Stored data entries —
--------------------------------
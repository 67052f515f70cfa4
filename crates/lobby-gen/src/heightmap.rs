//! Placeholder heightmap filler for lobby layouts.
//!
//! Each cell is a pure function of its index and the seed. The formula stands
//! in for a coherent noise function and is kept stable so that hosts comparing
//! layouts across builds see identical grids.

use tracing::debug;

/// Height values wrap at this modulus.
pub const HEIGHTMAP_MODULUS: i32 = 256;

/// Fills flat integer grids with `(index * seed) % 256`.
///
/// Multiplication wraps on 32-bit overflow and the remainder truncates toward
/// zero, so negative products yield values in `-255..=0`.
#[derive(Clone, Copy, Debug, PartialEq, Eq)]
pub struct HeightmapFiller {
    seed: i32,
}

impl HeightmapFiller {
    /// Create a filler for the given seed.
    pub fn new(seed: i32) -> Self {
        Self { seed }
    }

    /// Height of the cell at `index`.
    #[inline]
    pub fn sample(&self, index: usize) -> i32 {
        (index as i32).wrapping_mul(self.seed) % HEIGHTMAP_MODULUS
    }

    /// Write `size` cells into the front of `buffer`.
    ///
    /// Cells past `size` are left untouched.
    ///
    /// # Panics
    ///
    /// Panics if `buffer` holds fewer than `size` cells.
    pub fn fill(&self, buffer: &mut [i32], size: usize) {
        for (i, cell) in buffer[..size].iter_mut().enumerate() {
            *cell = self.sample(i);
        }
        debug!(size, seed = self.seed, "filled heightmap");
    }

    /// The seed this filler multiplies by.
    pub fn seed(&self) -> i32 {
        self.seed
    }
}

/// Fill the first `size` cells of `buffer` for `seed`.
///
/// # Panics
///
/// Panics if `buffer` holds fewer than `size` cells.
pub fn fill_heightmap(buffer: &mut [i32], size: usize, seed: i32) {
    HeightmapFiller::new(seed).fill(buffer, size);
}

/// Allocate and fill a heightmap of `size` cells.
pub fn generate_heightmap(size: usize, seed: i32) -> Vec<i32> {
    let mut cells = vec![0; size];
    fill_heightmap(&mut cells, size, seed);
    cells
}
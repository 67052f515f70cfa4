//! C-ABI exports for wasm and native hosts.
//!
//! The host allocates both buffers (typically inside the module's linear
//! memory) and reads them back after the call. Neither export allocates or
//! frees. A non-positive count performs no writes and never dereferences the
//! pointer. A null pointer with a positive count, or a point count whose
//! buffer length overflows `usize`, is logged and ignored.

use std::slice;

use tracing::error;

use crate::seed::LibcRand;
use crate::spawn::spawn_buffer_len;
use crate::{GenerateError, fill_heightmap, fill_spawn_points};

/// Borrow `len` elements at `ptr`, treating `len == 0` as an empty slice.
///
/// # Safety
///
/// If `len > 0` and `ptr` is non-null, `ptr` must be valid for `len` writes
/// and not aliased for the lifetime of the returned slice.
unsafe fn host_buffer<'a, T>(
    ptr: *mut T,
    len: usize,
    export: &'static str,
) -> Result<&'a mut [T], GenerateError> {
    if len == 0 {
        return Ok(&mut []);
    }
    if ptr.is_null() {
        return Err(GenerateError::NullBuffer { export });
    }
    // SAFETY: non-null and, per the caller contract, valid for `len` writes.
    Ok(unsafe { slice::from_raw_parts_mut(ptr, len) })
}

fn count_to_len(count: i32) -> usize {
    usize::try_from(count).unwrap_or(0)
}

fn spawn_host_len(num_points: usize, export: &'static str) -> Result<usize, GenerateError> {
    spawn_buffer_len(num_points).ok_or(GenerateError::CountOverflow {
        export,
        count: num_points,
    })
}

/// Fill `size` cells of `buffer` with `(i * seed) % 256`.
///
/// # Safety
///
/// When `size > 0`, `buffer` must be null or valid for `size` consecutive
/// `i32` writes.
#[unsafe(no_mangle)]
pub unsafe extern "C" fn generate_heightmap(buffer: *mut i32, size: i32, seed: i32) {
    let size = count_to_len(size);
    // SAFETY: forwarded caller contract.
    match unsafe { host_buffer(buffer, size, "generate_heightmap") } {
        Ok(cells) => fill_heightmap(cells, size, seed),
        Err(e) => error!("{e}"),
    }
}

/// Seed a fresh musl-compatible generator with `seed` and write `num_points`
/// `[x, y, 0.0]` triples into `buffer`.
///
/// # Safety
///
/// When `num_points > 0`, `buffer` must be null or valid for
/// `3 * num_points` consecutive `f32` writes.
#[unsafe(no_mangle)]
pub unsafe extern "C" fn generate_spawn_points(buffer: *mut f32, num_points: i32, seed: i32) {
    let num_points = count_to_len(num_points);
    // SAFETY: forwarded caller contract.
    let floats = spawn_host_len(num_points, "generate_spawn_points")
        .and_then(|len| unsafe { host_buffer(buffer, len, "generate_spawn_points") });
    match floats {
        Ok(floats) => {
            let mut rng = LibcRand::new(seed);
            fill_spawn_points(floats, num_points, &mut rng);
        }
        Err(e) => error!("{e}"),
    }
}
--------------------------------
Action item — In your reply, restate every entry exactly.

Task solution —
repository 67052f515f70cfa4
filename crates/lobby-gen/src/heightmap.rs
//! Placeholder heightmap filler for lobby layouts.
//!
//! Each cell is a pure function of its index and the seed. The formula stands
//! in for a coherent noise function and is kept stable so that hosts comparing
//! layouts across builds see identical grids.

use tracing::debug;

/// Height values wrap at this modulus.
pub const HEIGHTMAP_MODULUS: i32 = 256;

/// Fills flat integer grids with `(index * seed) % 256`.
///
/// Multiplication wraps on 32-bit overflow and the remainder truncates toward
/// zero, so negative products yield values in `-255..=0`.
#[derive(Clone, Copy, Debug, PartialEq, Eq)]
pub struct HeightmapFiller {
    seed: i32,
}

impl HeightmapFiller {
    /// Create a filler for the given seed.
    pub fn new(seed: i32) -> Self {
        Self { seed }
    }

    /// Height of the cell at `index`.
    #[inline]
    pub fn sample(&self, index: usize) -> i32 {
        (index as i32).wrapping_mul(self.seed) % HEIGHTMAP_MODULUS
    }

    /// Write `size` cells into the front of `buffer`.
    ///
    /// Cells past `size` are left untouched.
    ///
    /// # Panics
    ///
    /// Panics if `buffer` holds fewer than `size` cells.
    pub fn fill(&self, buffer: &mut [i32], size: usize) {
        for (i, cell) in buffer[..size].iter_mut().enumerate() {
            *cell = self.sample(i);
        }
        debug!(size, seed = self.seed, "filled heightmap");
    }

    /// The seed this filler multiplies by.
    pub fn seed(&self) -> i32 {
        self.seed
    }
}

/// Fill the first `size` cells of `buffer` for `seed`.
///
/// # Panics
///
/// Panics if `buffer` holds fewer than `size` cells.
pub fn fill_heightmap(buffer: &mut [i32], size: usize, seed: i32) {
    HeightmapFiller::new(seed).fill(buffer, size);
}

/// Allocate and fill a heightmap of `size` cells.
pub fn generate_heightmap(size: usize, seed: i32) -> Vec<i32> {
    let mut cells = vec![0; size];
    fill_heightmap(&mut cells, size, seed);
    cells
}
repository 67052f515f70cfa4
//! C-ABI exports for wasm and native hosts.
//!
//! The host allocates both buffers (typically inside the module's linear
//! memory) and reads them back after the call. Neither export allocates or
//! frees. A non-positive count performs no writes and never dereferences the
//! pointer. A null pointer with a positive count, or a point count whose
//! buffer length overflows `usize`, is logged and ignored.

use std::slice;

use tracing::error;

use crate::seed::LibcRand;
use crate::spawn::spawn_buffer_len;
use crate::{GenerateError, fill_heightmap, fill_spawn_points};

/// Borrow `len` elements at `ptr`, treating `len == 0` as an empty slice.
///
/// # Safety
///
/// If `len > 0` and `ptr` is non-null, `ptr` must be valid for `len` writes
/// and not aliased for the lifetime of the returned slice.
unsafe fn host_buffer<'a, T>(
    ptr: *mut T,
    len: usize,
    export: &'static str,
) -> Result<&'a mut [T], GenerateError> {
    if len == 0 {
        return Ok(&mut []);
    }
    if ptr.is_null() {
        return Err(GenerateError::NullBuffer { export });
    }
    // SAFETY: non-null and, per the caller contract, valid for `len` writes.
    Ok(unsafe { slice::from_raw_parts_mut(ptr, len) })
}

fn count_to_len(count: i32) -> usize {
    usize::try_from(count).unwrap_or(0)
}

fn spawn_host_len(num_points: usize, export: &'static str) -> Result<usize, GenerateError> {
    spawn_buffer_len(num_points).ok_or(GenerateError::CountOverflow {
        export,
        count: num_points,
    })
}

/// Fill `size` cells of `buffer` with `(i * seed) % 256`.
///
/// # Safety
///
/// When `size > 0`, `buffer` must be null or valid for `size` consecutive
/// `i32` writes.
#[unsafe(no_mangle)]
pub unsafe extern "C" fn generate_heightmap(buffer: *mut i32, size: i32, seed: i32) {
    let size = count_to_len(size);
    // SAFETY: forwarded caller contract.
    match unsafe { host_buffer(buffer, size, "generate_heightmap") } {
        Ok(cells) => fill_heightmap(cells, size, seed),
        Err(e) => error!("{e}"),
    }
}

/// Seed a fresh musl-compatible generator with `seed` and write `num_points`
/// `[x, y, 0.0]` triples into `buffer`.
///
/// # Safety
///
/// When `num_points > 0`, `buffer` must be null or valid for
/// `3 * num_points` consecutive `f32` writes.
#[unsafe(no_mangle)]
pub unsafe extern "C" fn generate_spawn_points(buffer: *mut f32, num_points: i32, seed: i32) {
    let num_points = count_to_len(num_points);
    // SAFETY: forwarded caller contract.
    let floats = spawn_host_len(num_points, "generate_spawn_points")
        .and_then(|len| unsafe { host_buffer(buffer, len, "generate_spawn_points") });
    match floats {
        Ok(floats) => {
            let mut rng = LibcRand::new(seed);
            fill_spawn_points(floats, num_points, &mut rng);
        }
        Err(e) => error!("{e}"),
    }
}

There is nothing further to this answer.